Coran let out a sigh like the condescending ass he was, “From all the time we’ve worked with each other, I’m disappointed Lance. You really should know that when children are out of their starry eyed innocence phase, the number of times I want to be around them dramatically decreases. And unfortunately for us both, I reached my tolerance when Allura was around that age.” He lets out another sigh, what a dick, “and _ass nugget_? I think that’s scraping at the bottle of the name calling barrel, even for you.”

“Oh wow, good comeback _grandpa_.” Immediately after saying this, Lance was hit with a wave of regret and soon to be coming embarrassment of the first and second degree variety. This isn’t the first time this comeback has backfired on him with Coran, and it definitely won’t be the last.

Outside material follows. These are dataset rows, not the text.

//! Schema validation and upgrade of I/O documents.

use crate::error::SchemaError;
use crate::submission::ObjectKind;
use regex::Regex;
use serde_json::{json, Map, Value};
use std::sync::LazyLock;

/// Validates documents and upgrades them to the latest version.
pub trait SchemaService: Send + Sync {
    fn validate(&self, doc: &Value) -> Result<(), SchemaError>;

    /// Return `doc` converted to the latest schema version.
    fn upgrade(&self, doc: Value) -> Result<Value, SchemaError>;
}

static ORIGIN_RE: LazyLock<Regex> =
    LazyLock::new(|| Regex::new(r"^[a-z0-9_]+$").expect("valid regex"));

/// Structural checks for the KCIDB I/O format, versions 4.x and 5.x.
#[derive(Debug, Clone, Copy)]
pub struct IoSchema {
    pub latest_major: i64,
    pub latest_minor: i64,
    pub oldest_major: i64,
}

impl Default for IoSchema {
    fn default() -> Self {
        Self {
            latest_major: 5,
            latest_minor: 3,
            oldest_major: 4,
        }
    }
}

impl IoSchema {
    fn version(&self, root: &Map<String, Value>) -> Result<(i64, i64), SchemaError> {
        let version = root
            .get("version")
            .and_then(Value::as_object)
            .ok_or_else(|| SchemaError::invalid("/version", "missing version object"))?;
        let major = version
            .get("major")
            .and_then(Value::as_i64)
            .ok_or_else(|| SchemaError::invalid("/version/major", "expected integer"))?;
        let minor = version
            .get("minor")
            .and_then(Value::as_i64)
            .ok_or_else(|| SchemaError::invalid("/version/minor", "expected integer"))?;

        let supported = (self.oldest_major..=self.latest_major).contains(&major)
            && minor >= 0
            && (major < self.latest_major || minor <= self.latest_minor);
        if !supported {
            return Err(SchemaError::UnsupportedVersion { major, minor });
        }
        Ok((major, minor))
    }
}

impl SchemaService for IoSchema {
    fn validate(&self, doc: &Value) -> Result<(), SchemaError> {
        let root = doc
            .as_object()
            .ok_or_else(|| SchemaError::invalid("", "document is not an object"))?;
        self.version(root)?;

        for kind in ObjectKind::ALL {
            let Some(collection) = root.get(kind.collection()) else {
                continue;
            };
            let base = format!("/{}", kind.collection());
            let items = collection
                .as_array()
                .ok_or_else(|| SchemaError::invalid(&base, "expected array"))?;
            for (index, item) in items.iter().enumerate() {
                validate_object(kind, item, &format!("{base}/{index}"))?;
            }
        }
        Ok(())
    }

    fn upgrade(&self, mut doc: Value) -> Result<Value, SchemaError> {
        let root = doc
            .as_object_mut()
            .ok_or_else(|| SchemaError::invalid("", "document is not an object"))?;
        let (major, minor) = self.version(root)?;
        if (major, minor) != (self.latest_major, self.latest_minor) {
            root.insert(
                "version".to_string(),
                json!({"major": self.latest_major, "minor": self.latest_minor}),
            );
        }
        Ok(doc)
    }
}

fn validate_object(kind: ObjectKind, item: &Value, path: &str) -> Result<(), SchemaError> {
    let object = item
        .as_object()
        .ok_or_else(|| SchemaError::invalid(path, "expected object"))?;

    let origin = require_str(object, "origin", path)?;
    if !ORIGIN_RE.is_match(origin) {
        return Err(SchemaError::invalid(
            format!("{path}/origin"),
            format!("invalid origin '{origin}'"),
        ));
    }
    let id = require_str(object, "id", path)?;
    match id.split_once(':') {
        Some((prefix, local)) if prefix == origin && !local.is_empty() => {}
        _ => {
            return Err(SchemaError::invalid(
                format!("{path}/id"),
                format!("id '{id}' is not of the form '{origin}:<id>'"),
            ))
        }
    }

    match kind {
        ObjectKind::Checkout => {}
        ObjectKind::Build => {
            require_str(object, "checkout_id", path)?;
        }
        ObjectKind::Test => {
            require_str(object, "build_id", path)?;
        }
        ObjectKind::Issue => {
            require_int(object, "version", path)?;
        }
        ObjectKind::Incident => {
            require_str(object, "issue_id", path)?;
            require_int(object, "issue_version", path)?;
        }
    }

    if let Some(excerpt) = object.get("log_excerpt") {
        if !excerpt.is_string() {
            return Err(SchemaError::invalid(
                format!("{path}/log_excerpt"),
                "expected string",
            ));
        }
    }
    Ok(())
}

fn require_str<'a>(
    object: &'a Map<String, Value>,
    key: &str,
    path: &str,
) -> Result<&'a str, SchemaError> {
    object
        .get(key)
        .and_then(Value::as_str)
        .ok_or_else(|| SchemaError::invalid(format!("{path}/{key}"), "expected string"))
}

fn require_int(object: &Map<String, Value>, key: &str, path: &str) -> Result<i64, SchemaError> {
    object
        .get(key)
        .and_then(Value::as_i64)
        .ok_or_else(|| SchemaError::invalid(format!("{path}/{key}"), "expected integer"))
}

“Why, Lance! I had no idea that you saw the two of us as family, I’m honestly touched. Maybe those bonding exercises Allura put us through were good for more than watching you make a fool of yourself in front of the animals!”

Lance cringed at the memory of those exercises before retorting, “Pfft as if! You’re more like the weird uncle who I used to get along well with but ultimately got himself arrested for having piles of child pornography in his basement, leaving me with feelings of uncertainty about life and myself given our relationship!”

Lance took in a long breath of air when he was done, having said the rant in one breath. There was silence after he was done, which would’ve been fine if not for the look Coran was giving him.

“That…was oddly specific, Lance. Do you need to talk about this?”

There were a million things Lance could have said in response to that absurd accusation before he caught sight of Coran’s slowly growing grin.

Lance could’ve screamed, he did scream in fact.  He screamed until his voice gave out and Coran told him to go home before he embarrassed himself anymore. Not wanting to look a gift horse in the mouth, he tossed his apron at Coran and took off for the food court to have a nice lunch and maybe bother Hunk if he was working today.

* * *

 

Thankfully, Keith had the day off on Sunday. But rather than spending a nice day at his house smothered in blankets, he instead decided to go back to the mall. As much as he wanted to, he decided to not check out the pet store and see if the brat was there; he instead went to the store closest to the exit and prayed that no one he knew was going to see him go into the comic store of all places.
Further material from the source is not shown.